• _DATA EXTRACT_:
//! Confidence gate and finding builder

use chrono::Utc;
use leakhound_domain::{Candidate, Finding, Verdict};

/// Current UTC instant as ISO-8601 with microsecond precision and trailing Z
pub fn scan_timestamp() -> String {
    Utc::now().format("%Y-%m-%dT%H:%M:%S%.6fZ").to_string()
}

/// Apply the confidence gate and build a finding for accepted verdicts
///
/// Returns `None` for Low/None/unknown labels. Field-length limits and
/// confidence-casing normalization are enforced by the `Finding` constructor.
pub fn evaluate(candidate: &Candidate, verdict: &Verdict) -> Option<Finding> {
    let confidence = verdict.confidence().filter(|c| c.is_reportable())?;

    Some(Finding::new(
        &candidate.repo_name,
        &candidate.file_path,
        &candidate.secret_value,
        confidence,
        &verdict.reasoning,
        scan_timestamp(),
    ))
}
//! DOCX (WordprocessingML) reading and writing.
//!
//! Reading keeps text only: one line per paragraph, `w:tab` as a tab and
//! `w:br`/`w:cr` as a line break. Writing produces a minimal package with one
//! paragraph per input line in Times New Roman 12 pt.

use std::io::{Cursor, Read, Write};

use quick_xml::events::Event;
use quick_xml::Reader;
use zip::write::SimpleFileOptions;
use zip::{CompressionMethod, ZipArchive, ZipWriter};

use super::{DocumentRenderer, DocumentSource, TextExtractor};
use crate::error::{ExtractionError, RenderError};

const DOCUMENT_PART: &str = "word/document.xml";

#[derive(Debug, Default, Clone, Copy)]
pub struct DocxExtractor;

impl TextExtractor for DocxExtractor {
    fn extract_text(&self, source: &DocumentSource) -> Result<String, ExtractionError> {
        let unreadable = |e: &dyn std::fmt::Display| {
            ExtractionError::Unreadable(format!("{}: {e}", source.name))
        };

        let mut archive =
            ZipArchive::new(Cursor::new(source.bytes.as_slice())).map_err(|e| unreadable(&e))?;
        let mut part = archive.by_name(DOCUMENT_PART).map_err(|e| unreadable(&e))?;
        let mut xml = String::new();
        part.read_to_string(&mut xml).map_err(|e| unreadable(&e))?;

        document_text(&xml).map_err(|e| unreadable(&e))
    }
}

/// Paragraph text of a `word/document.xml` body.
fn document_text(xml: &str) -> Result<String, quick_xml::Error> {
    let mut reader = Reader::from_str(xml);
    let mut paragraphs = Vec::new();
    let mut current = String::new();
    let mut in_text = false;

    loop {
        match reader.read_event()? {
            Event::Start(e) => match e.local_name().as_ref() {
                b"t" => in_text = true,
                b"p" => current.clear(),
                _ => {}
            },
            Event::Empty(e) => match e.local_name().as_ref() {
                b"tab" => current.push('\t'),
                b"br" | b"cr" => current.push('\n'),
                // Self-closing paragraph
                b"p" => paragraphs.push(String::new()),
                _ => {}
            },
            Event::End(e) => match e.local_name().as_ref() {
                b"t" => in_text = false,
                b"p" => paragraphs.push(std::mem::take(&mut current)),
                _ => {}
            },
            Event::Text(e) if in_text => current.push_str(&e.unescape()?),
            Event::CData(e) if in_text => current.push_str(&String::from_utf8_lossy(&e)),
            Event::Eof => break,
            _ => {}
        }
    }

    Ok(paragraphs.join("\n"))
}

/// Renders plain text as a fresh DOCX, one paragraph per line.
#[derive(Debug, Default, Clone, Copy)]
pub struct DocxRenderer;

impl DocumentRenderer for DocxRenderer {
    fn render(&self, text: &str) -> Result<Vec<u8>, RenderError> {
        let mut zip = ZipWriter::new(Cursor::new(Vec::new()));
        let options = SimpleFileOptions::default().compression_method(CompressionMethod::Deflated);

        zip.start_file("[Content_Types].xml", options)?;
        zip.write_all(CONTENT_TYPES.as_bytes())?;
        zip.start_file("_rels/.rels", options)?;
        zip.write_all(PACKAGE_RELS.as_bytes())?;
        zip.start_file(DOCUMENT_PART, options)?;
        zip.write_all(document_xml(text).as_bytes())?;

        Ok(zip.finish()?.into_inner())
    }

    fn extension(&self) -> &'static str {
        "docx"
    }
}

fn document_xml(text: &str) -> String {
    let mut body = String::with_capacity(text.len() * 2 + 512);
    for line in text.split('\n') {
        let line = line.strip_suffix('\r').unwrap_or(line);
        body.push_str(r#"<w:p><w:pPr><w:spacing w:after="200"/></w:pPr><w:r>"#);
        body.push_str(RUN_PROPERTIES);
        for (i, segment) in line.split('\t').enumerate() {
            if i > 0 {
                body.push_str("<w:tab/>");
            }
            if !segment.is_empty() {
                body.push_str(r#"<w:t xml:space="preserve">"#);
                body.push_str(&quick_xml::escape::escape(segment));
                body.push_str("</w:t>");
            }
        }
        body.push_str("</w:r></w:p>");
    }

    format!(
        concat!(
            r#"<?xml version="1.0" encoding="UTF-8" standalone="yes"?>"#,
            r#"<w:document xmlns:w="http://schemas.openxmlformats.org/wordprocessingml/2006/main">"#,
            "<w:body>{}{}</w:body></w:document>"
        ),
        body, SECTION_PROPERTIES
    )
}

const RUN_PROPERTIES: &str = concat!(
    r#"<w:rPr><w:rFonts w:ascii="Times New Roman" w:hAnsi="Times New Roman" w:cs="Times New Roman"/>"#,
    r#"<w:sz w:val="24"/><w:szCs w:val="24"/></w:rPr>"#
);

// A4 with 1 inch margins
const SECTION_PROPERTIES: &str = concat!(
    r#"<w:sectPr><w:pgSz w:w="11906" w:h="16838"/>"#,
    r#"<w:pgMar w:top="1440" w:right="1440" w:bottom="1440" w:left="1440" w:header="708" w:footer="708" w:gutter="0"/>"#,
    "</w:sectPr>"
);

const CONTENT_TYPES: &str = concat!(
    r#"<?xml version="1.0" encoding="UTF-8" standalone="yes"?>"#,
    r#"<Types xmlns="http://schemas.openxmlformats.org/package/2006/content-types">"#,
    r#"<Default Extension="rels" ContentType="application/vnd.openxmlformats-package.relationships+xml"/>"#,
    r#"<Default Extension="xml" ContentType="application/xml"/>"#,
    r#"<Override PartName="/word/document.xml" ContentType="application/vnd.openxmlformats-officedocument.wordprocessingml.document.main+xml"/>"#,
    "</Types>"
);

const PACKAGE_RELS: &str = concat!(
    r#"<?xml version="1.0" encoding="UTF-8" standalone="yes"?>"#,
    r#"<Relationships xmlns="http://schemas.openxmlformats.org/package/2006/relationships">"#,
    r#"<Relationship Id="rId1" Type="http://schemas.openxmlformats.org/officeDocument/2006/relationships/officeDocument" Target="word/document.xml"/>"#,
    "</Relationships>"
);
//! Plain text and Markdown sources.

use super::{DocumentSource, TextExtractor};
use crate::error::ExtractionError;

const UTF8_BOM: &str = "\u{feff}";

#[derive(Debug, Default, Clone, Copy)]
pub struct PlainTextExtractor;

impl TextExtractor for PlainTextExtractor {
    fn extract_text(&self, source: &DocumentSource) -> Result<String, ExtractionError> {
        let text = std::str::from_utf8(&source.bytes)
            .map_err(|e| ExtractionError::Unreadable(format!("{}: not UTF-8 ({e})", source.name)))?;
        Ok(text.strip_prefix(UTF8_BOM).unwrap_or(text).to_string())
    }
}

#[cfg(test)]
mod tests {
    use super::*;

    #[test]
    fn test_strips_bom() {
        let source = DocumentSource::new("a.txt", b"\xEF\xBB\xBFHello\r\nWorld".to_vec());
        assert_eq!(PlainTextExtractor.extract_text(&source).unwrap(), "Hello\r\nWorld");
    }

    #[test]
    fn test_invalid_utf8_is_unreadable() {
        let source = DocumentSource::new("a.txt", vec![0xff, 0xfe, 0x00]);
        let err = PlainTextExtractor.extract_text(&source).unwrap_err();
        assert!(matches!(err, ExtractionError::Unreadable(_)));
        assert!(err.to_string().contains("a.txt"));
    }
}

• _TASK INSTRUCTIONS_:
Going back over the entries above, copy word for word every line from the one that has "Ok(text.strip_prefix(UTF8_BOM).unwrap_or(text).to_string())" on through the one that has "vec![0xff, 0xfe, 0x00]);".

• _WRITTEN RESPONSE_:
        Ok(text.strip_prefix(UTF8_BOM).unwrap_or(text).to_string())
    }
}

#[cfg(test)]
mod tests {
    use super::*;

    #[test]
    fn test_strips_bom() {
        let source = DocumentSource::new("a.txt", b"\xEF\xBB\xBFHello\r\nWorld".to_vec());
        assert_eq!(PlainTextExtractor.extract_text(&source).unwrap(), "Hello\r\nWorld");
    }

    #[test]
    fn test_invalid_utf8_is_unreadable() {
        let source = DocumentSource::new("a.txt", vec![0xff, 0xfe, 0x00]);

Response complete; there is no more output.